Medicine, 82, died Dec. 19, 2005 during emergency surgery in Bismarck, N.D.
Medicine was born at Wakpala on Standing Rock Indian Reservation and grew up there. She graduated from South Dakota State University in 1945 and studied anthropology at several universities, earning a master’s degree at Michigan State University and a doctorate at the University of Wisconsin in 1983.
Medicine taught at Indian schools and colleges and universities throughout the United States and Canada, including Stanford University, Dartmouth College, San Francisco State University, the University of Washington, the University of Montana and the University of South Dakota.
She was the author of two books about indigenous women. The University of Illinois Press published a collection of her writings titled “Learning to be an Anthropologist and Remaining Native” in 2001.

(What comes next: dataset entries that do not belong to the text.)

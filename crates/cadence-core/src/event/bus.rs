// Copyright 2025 eraflo
//
// Licensed under the Apache License, Version 2.0 (the "License");
// you may not use this file except in compliance with the License.
// You may obtain a copy of the License at
//
//     http://www.apache.org/licenses/LICENSE-2.0
//
// Unless required by applicable law or agreed to in writing, software
// distributed under the License is distributed on an "AS IS" BASIS,
// WITHOUT WARRANTIES OR CONDITIONS OF ANY KIND, either express or implied.
// See the License for the specific language governing permissions and
// limitations under the License.

//! The event bus: named listeners, ordered delivery, fault isolation.

use crate::event::{self, BusError, EventData, EventScope, EventTypeRegistry, TypeKey};
use crate::event::data::DispatchReport;
use crate::utils::naming;
use std::cell::{Cell, RefCell};
use std::collections::HashMap;
use std::rc::Rc;

/// Reserved base for auto-generated listener names.
const AUTO_NAME_BASE: &str = "anon";
/// Delimiter between a name base and its numeric suffix.
const NAME_DELIMITER: char = '-';

/// A shared, re-entrant listener callable.
///
/// Callbacks report faults through `anyhow::Result`; the dispatch boundary
/// logs the error and carries on with the remaining listeners.
pub type Callback = Rc<RefCell<dyn FnMut(&EventData) -> anyhow::Result<()>>>;

/// Wraps a closure into a [`Callback`] handle.
///
/// Useful when the same callable must be shared, e.g. a plugin function
/// subscribed to several event types.
pub fn callback<F>(f: F) -> Callback
where
    F: FnMut(&EventData) -> anyhow::Result<()> + 'static,
{
    Rc::new(RefCell::new(f))
}

/// Result of a successful registration call.
#[derive(Debug, Clone, PartialEq, Eq)]
pub enum RegisterOutcome {
    /// The listener was stored under this (possibly auto-generated) name.
    Registered(String),
    /// The type is one-shot and already fired; the callback was invoked
    /// synchronously once and was not stored.
    AlreadySatisfied,
}

/// Result of a dispatch call on a known type.
#[derive(Debug, Clone, Copy, PartialEq, Eq)]
pub enum Delivery {
    /// This many listeners were invoked.
    Delivered(usize),
    /// The type is the designated no-op type; the registry was not touched.
    Suppressed,
}

struct Listener {
    name: String,
    once: bool,
    callback: Callback,
}

/// One publish/subscribe instance.
///
/// Each bus owns its listener map but shares the declared-type table with
/// every other bus created from the same [`EventTypeRegistry`]. Before any
/// public operation the bus compares its cached revision against the table
/// and materializes empty listener lists for types declared since.
///
/// All methods take `&self`; the bus is single-threaded and uses interior
/// mutability so that listeners may re-enter it (register, unregister, even
/// dispatch) from inside a delivery pass.
pub struct EventBus {
    types: EventTypeRegistry,
    listeners: RefCell<HashMap<TypeKey, Vec<Listener>>>,
    synced_revision: Cell<u64>,
    meta_guard: Cell<bool>,
}

impl EventBus {
    /// Creates a bus instance resolving against the given type registry.
    pub fn new(types: EventTypeRegistry) -> Self {
        let bus = Self {
            types,
            listeners: RefCell::new(HashMap::new()),
            synced_revision: Cell::new(0),
            meta_guard: Cell::new(false),
        };
        bus.materialize_types();
        log::info!("EventBus initialized.");
        bus
    }

    /// The shared type registry this bus resolves against.
    pub fn types(&self) -> &EventTypeRegistry {
        &self.types
    }

    /// Registers a callback under an auto-generated name.
    pub fn register<F>(&self, ty: &str, f: F) -> Result<RegisterOutcome, BusError>
    where
        F: FnMut(&EventData) -> anyhow::Result<()> + 'static,
    {
        self.register_callback(ty, None, false, callback(f))
    }

    /// Registers a callback under a caller-supplied name.
    ///
    /// If the name is already taken, a fresh numeric suffix is derived from
    /// it instead of failing.
    pub fn register_named<F>(
        &self,
        ty: &str,
        name: &str,
        f: F,
    ) -> Result<RegisterOutcome, BusError>
    where
        F: FnMut(&EventData) -> anyhow::Result<()> + 'static,
    {
        self.register_callback(ty, Some(name), false, callback(f))
    }

    /// Registers a callback that is removed after its first invocation.
    pub fn register_once<F>(&self, ty: &str, f: F) -> Result<RegisterOutcome, BusError>
    where
        F: FnMut(&EventData) -> anyhow::Result<()> + 'static,
    {
        self.register_callback(ty, None, true, callback(f))
    }

    /// Registers a named once-listener.
    pub fn register_named_once<F>(
        &self,
        ty: &str,
        name: &str,
        f: F,
    ) -> Result<RegisterOutcome, BusError>
    where
        F: FnMut(&EventData) -> anyhow::Result<()> + 'static,
    {
        self.register_callback(ty, Some(name), true, callback(f))
    }

    /// Registers a pre-wrapped [`Callback`] handle.
    ///
    /// This is the primitive the other `register_*` methods delegate to; the
    /// plugin host uses it to subscribe one shared plugin function to
    /// several event types.
    pub fn register_callback(
        &self,
        ty: &str,
        name: Option<&str>,
        once: bool,
        cb: Callback,
    ) -> Result<RegisterOutcome, BusError> {
        self.sync_types();
        let key = self.resolve(ty)?;

        // Immediate-fire: a one-shot milestone that already passed still
        // reaches late subscribers, exactly once, right now.
        if self.types.is_one_shot(&key) && self.types.is_satisfied(&key) {
            if let Err(e) = (cb.borrow_mut())(&EventData::None) {
                log::error!("Late listener for '{}' failed on immediate fire: {e:#}", key.name);
            }
            return Ok(RegisterOutcome::AlreadySatisfied);
        }

        let assigned = {
            let map = self.listeners.borrow();
            let existing = map.get(&key);
            let names = existing
                .map(|list| list.iter().map(|l| l.name.as_str()).collect::<Vec<_>>())
                .unwrap_or_default();
            match name {
                Some(n) if !n.is_empty() => {
                    if names.contains(&n) {
                        naming::next_name(names, n, NAME_DELIMITER)
                    } else {
                        n.to_string()
                    }
                }
                _ => naming::next_name(names, AUTO_NAME_BASE, NAME_DELIMITER),
            }
        };

        self.listeners
            .borrow_mut()
            .entry(key)
            .or_default()
            .push(Listener {
                name: assigned.clone(),
                once,
                callback: cb,
            });
        Ok(RegisterOutcome::Registered(assigned))
    }

    /// Removes one listener by name, or every listener for the type.
    pub fn unregister(&self, ty: &str, name: Option<&str>) -> Result<(), BusError> {
        self.sync_types();
        let key = self.resolve(ty)?;
        let mut map = self.listeners.borrow_mut();
        let list = map.entry(key).or_default();
        match name {
            None => {
                list.clear();
                Ok(())
            }
            Some(n) => {
                let before = list.len();
                list.retain(|l| l.name != n);
                if list.len() == before {
                    Err(BusError::UnknownListener {
                        event: ty.to_string(),
                        name: n.to_string(),
                    })
                } else {
                    Ok(())
                }
            }
        }
    }

    /// Delivers `data` to every live listener of `ty`, in registration order.
    ///
    /// A faulting listener is logged and isolated; it neither stops delivery
    /// to its siblings nor propagates to the caller. Once-listeners are
    /// removed within the same pass. After delivery a `dispatch` meta-event
    /// is emitted, except while a meta-event is already being delivered and
    /// except for the suppressed `noop` type.
    pub fn dispatch(&self, ty: &str, data: &EventData) -> Result<Delivery, BusError> {
        self.sync_types();
        let key = self.resolve(ty)?;

        if key.scope == EventScope::Internal && key.name == event::NOOP {
            return Ok(Delivery::Suppressed);
        }

        // A one-shot type fires at most once; remember that it did.
        self.types.mark_satisfied(&key);

        // Snapshot the listener list so callbacks may mutate it freely.
        let snapshot: Vec<(String, bool, Callback)> = {
            let map = self.listeners.borrow();
            map.get(&key)
                .map(|list| {
                    list.iter()
                        .map(|l| (l.name.clone(), l.once, Rc::clone(&l.callback)))
                        .collect()
                })
                .unwrap_or_default()
        };

        let mut delivered = 0usize;
        for (name, once, cb) in snapshot {
            // A callback earlier in this pass may have removed this one.
            let alive = {
                let map = self.listeners.borrow();
                map.get(&key).is_some_and(|list| {
                    list.iter()
                        .any(|l| l.name == name && Rc::ptr_eq(&l.callback, &cb))
                })
            };
            if !alive {
                continue;
            }

            if let Err(e) = (cb.borrow_mut())(data) {
                log::error!("Listener '{}' for event '{}' failed: {e:#}", name, key.name);
            }
            delivered += 1;

            if once {
                let mut map = self.listeners.borrow_mut();
                if let Some(list) = map.get_mut(&key) {
                    list.retain(|l| !(l.name == name && Rc::ptr_eq(&l.callback, &cb)));
                }
            }
        }

        let is_meta = key.scope == EventScope::Internal && key.name == event::META_DISPATCH;
        if !is_meta && !self.meta_guard.get() {
            self.meta_guard.set(true);
            let report = EventData::Report(DispatchReport {
                event: key.name.clone(),
                args: Box::new(data.clone()),
                delivered,
            });
            if let Err(e) = self.dispatch(event::META_DISPATCH, &report) {
                log::error!("Meta-dispatch failed: {e}");
            }
            self.meta_guard.set(false);
        }

        Ok(Delivery::Delivered(delivered))
    }

    /// Names of the live listeners for a type, in registration order.
    pub fn listener_names(&self, ty: &str) -> Result<Vec<String>, BusError> {
        self.sync_types();
        let key = self.resolve(ty)?;
        let map = self.listeners.borrow();
        Ok(map
            .get(&key)
            .map(|list| list.iter().map(|l| l.name.clone()).collect())
            .unwrap_or_default())
    }

    /// All declared type names known to the shared registry.
    pub fn type_names(&self) -> Vec<String> {
        self.types.type_names()
    }

    fn resolve(&self, ty: &str) -> Result<TypeKey, BusError> {
        self.types.resolve(ty).ok_or_else(|| BusError::UnknownType {
            name: ty.to_string(),
        })
    }

    /// Lazily re-synchronizes the listener map with the shared type table.
    fn sync_types(&self) {
        if self.synced_revision.get() == self.types.revision() {
            return;
        }
        self.materialize_types();
    }

    fn materialize_types(&self) {
        let mut map = self.listeners.borrow_mut();
        for key in self.types.keys() {
            map.entry(key).or_default();
        }
        self.synced_revision.set(self.types.revision());
    }
}
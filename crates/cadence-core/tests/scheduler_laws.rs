// Copyright 2025 eraflo
//
// Licensed under the Apache License, Version 2.0 (the "License");
// you may not use this file except in compliance with the License.
// You may obtain a copy of the License at
//
//     http://www.apache.org/licenses/LICENSE-2.0
//
// Unless required by applicable law or agreed to in writing, software
// distributed under the License is distributed on an "AS IS" BASIS,
// WITHOUT WARRANTIES OR CONDITIONS OF ANY KIND, either express or implied.
// See the License for the specific language governing permissions and
// limitations under the License.

//! Catch-up and telemetry laws of the fixed-timestep scheduler, driven by a
//! manual clock for exact frame arithmetic.

use approx::assert_relative_eq;
use cadence_core::event;
use cadence_core::{
    Clock, EventBus, EventData, EventTypeRegistry, ManualClock, Namespace, PluginHub, Scheduler,
    SchedulerConfig, TelemetrySnapshot,
};
use std::cell::{Cell, RefCell};
use std::rc::Rc;

fn rig() -> (Scheduler, Rc<ManualClock>, Rc<EventBus>) {
    let clock = Rc::new(ManualClock::new());
    let bus = Rc::new(EventBus::new(EventTypeRegistry::new()));
    let scheduler = Scheduler::new(
        SchedulerConfig::default(),
        Rc::clone(&bus),
        PluginHub::new(),
        Rc::new(RefCell::new(Namespace::new())),
        Rc::clone(&clock) as Rc<dyn Clock>,
    );
    (scheduler, clock, bus)
}

fn count_frames(bus: &EventBus) -> Rc<Cell<u64>> {
    let count = Rc::new(Cell::new(0u64));
    let c = Rc::clone(&count);
    bus.register_named(event::FRAME, "counter", move |_| {
        c.set(c.get() + 1);
        Ok(())
    })
    .unwrap();
    count
}

/// Millisecond timestamp of the i-th refresh signal at a steady 60 Hz,
/// rounded up so each signal owes exactly one virtual frame.
fn at_60hz(i: u64) -> u64 {
    (1000 * i).div_ceil(60)
}

#[test]
fn backlog_law_45_owed_frames() {
    let (mut scheduler, clock, bus) = rig();
    let frames = count_frames(&bus);
    scheduler.start();

    // 750 ms at 60 Hz is exactly 45 owed virtual frames.
    clock.set(750);
    scheduler.tick();

    assert_eq!(frames.get(), 30, "capacity bounds the steps per tick");
    assert_eq!(scheduler.backlog(), 15);
    assert!(!scheduler.overflowed());
}

#[test]
fn overflow_law_65_owed_frames() {
    let (mut scheduler, clock, bus) = rig();
    let frames = count_frames(&bus);
    scheduler.start();

    clock.set(1084); // 65 owed virtual frames
    scheduler.tick();

    assert_eq!(frames.get(), 30);
    assert_eq!(scheduler.backlog(), 35);
    assert!(scheduler.overflowed());
}

#[test]
fn ceiling_law_85_owed_frames() {
    let (mut scheduler, clock, bus) = rig();
    let frames = count_frames(&bus);
    scheduler.start();

    clock.set(1417); // 85 owed virtual frames
    scheduler.tick();

    assert_eq!(frames.get(), 30);
    assert_eq!(scheduler.backlog(), 50, "backlog is clamped to the ceiling");
    assert!(scheduler.overflowed());
}

#[test]
fn backlog_drains_across_subsequent_ticks() {
    let (mut scheduler, clock, bus) = rig();
    let frames = count_frames(&bus);
    scheduler.start();

    clock.set(1417);
    scheduler.tick();
    assert_eq!(scheduler.backlog(), 50);

    // No new wall time: the carried backlog alone feeds the next ticks.
    scheduler.tick();
    assert_eq!(frames.get(), 60);
    assert_eq!(scheduler.backlog(), 20);
    assert!(!scheduler.overflowed(), "20 is back under the high-water mark");

    scheduler.tick();
    assert_eq!(frames.get(), 80);
    assert_eq!(scheduler.backlog(), 0);
    assert!(!scheduler.overflowed());
}

#[test]
fn sub_frame_tick_runs_no_steps() {
    let (mut scheduler, clock, bus) = rig();
    let frames = count_frames(&bus);
    let ticks = Rc::new(Cell::new(0u64));
    let t = Rc::clone(&ticks);
    bus.register(event::TICK, move |_| {
        t.set(t.get() + 1);
        Ok(())
    })
    .unwrap();
    scheduler.start();

    clock.set(10); // less than one 60 Hz frame
    scheduler.tick();

    assert_eq!(frames.get(), 0);
    assert_eq!(ticks.get(), 0, "a stepless tick emits no tick event");
    assert_eq!(scheduler.frames(), 0);
}

#[test]
fn only_the_last_step_of_a_burst_is_drawable() {
    let (mut scheduler, clock, bus) = rig();
    let flags = Rc::new(RefCell::new(Vec::new()));
    let f = Rc::clone(&flags);
    bus.register(event::FRAME, move |data| {
        if let EventData::Step(step) = data {
            f.borrow_mut().push(step.drawable);
        }
        Ok(())
    })
    .unwrap();
    scheduler.start();

    clock.set(750); // 45 owed, 30 run
    scheduler.tick();

    let flags = flags.borrow();
    assert_eq!(flags.len(), 30);
    assert_eq!(flags.iter().filter(|d| **d).count(), 1);
    assert_eq!(flags.last(), Some(&true));
}

#[test]
fn steady_second_publishes_matching_telemetry() {
    let (mut scheduler, clock, bus) = rig();

    // Each step costs 2 ms of simulated work.
    let work_clock = Rc::clone(&clock);
    bus.register_named(event::FRAME, "work", move |_| {
        work_clock.advance(2);
        Ok(())
    })
    .unwrap();

    let published: Rc<RefCell<Vec<TelemetrySnapshot>>> = Rc::new(RefCell::new(Vec::new()));
    let p = Rc::clone(&published);
    bus.register(event::STATS, move |data| {
        if let EventData::Stats(snapshot) = data {
            p.borrow_mut().push(snapshot.clone());
        }
        Ok(())
    })
    .unwrap();

    scheduler.start();
    for i in 1..=60 {
        clock.set(at_60hz(i));
        scheduler.tick();
    }

    let published = published.borrow();
    assert_eq!(published.len(), 1, "exactly one second elapsed");
    let snapshot = &published[0];
    assert_eq!(snapshot.steps_this_second, 60);
    assert_eq!(snapshot.total_steps_this_second, 60);
    assert_eq!(snapshot.max_steps_this_second, 60);
    assert!(!snapshot.overflow);
    assert_eq!(snapshot.timing_min_ms, 2.0);
    assert_eq!(snapshot.timing_max_ms, 2.0);
    assert_relative_eq!(snapshot.timing_avg_ms, snapshot.timing_sum_ms / 60.0);

    // The read-only snapshot matches what was published.
    assert_eq!(scheduler.telemetry(), snapshot);
}

#[test]
fn start_fires_lifecycle_milestones_for_late_subscribers() {
    let (mut scheduler, _clock, bus) = rig();
    scheduler.start();

    let fired = Rc::new(Cell::new(0u32));
    for ty in [event::BOOT, event::READY] {
        let f = Rc::clone(&fired);
        let outcome = bus
            .register(ty, move |_| {
                f.set(f.get() + 1);
                Ok(())
            })
            .unwrap();
        assert_eq!(outcome, cadence_core::RegisterOutcome::AlreadySatisfied);
    }
    assert_eq!(fired.get(), 2);
}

Medicine was an advocate for the rights of children, women, ethnic minorities–especially American Indians–and gay, lesbian and transgendered people, according to a news release.
She served as head of the Women’s Branch of the Royal Commission on Aboriginal Peoples for the Canadian government, helping draft legislation to protect the legal rights of Indian families.
She served as an expert witness in several trials pertaining to the rights of American Indians, including the 1974 federal case brought against the individuals involved in the Wounded Knee occupation of 1973.
Medicine received awards including several honorary doctorates, the Ohana Award from the American Counseling Association, the Outstanding Woman of Color Award from the National Institute of Women of Color, an
Honoring Our Allies Award from the National Gay and Lesbian Task Force, the Bronislaw Malinowski Award for Lifetime Achievement from the Society for Applied Anthropology, and the George and Louise Spindler Award for
Education in Anthropology from the American Anthropological Association.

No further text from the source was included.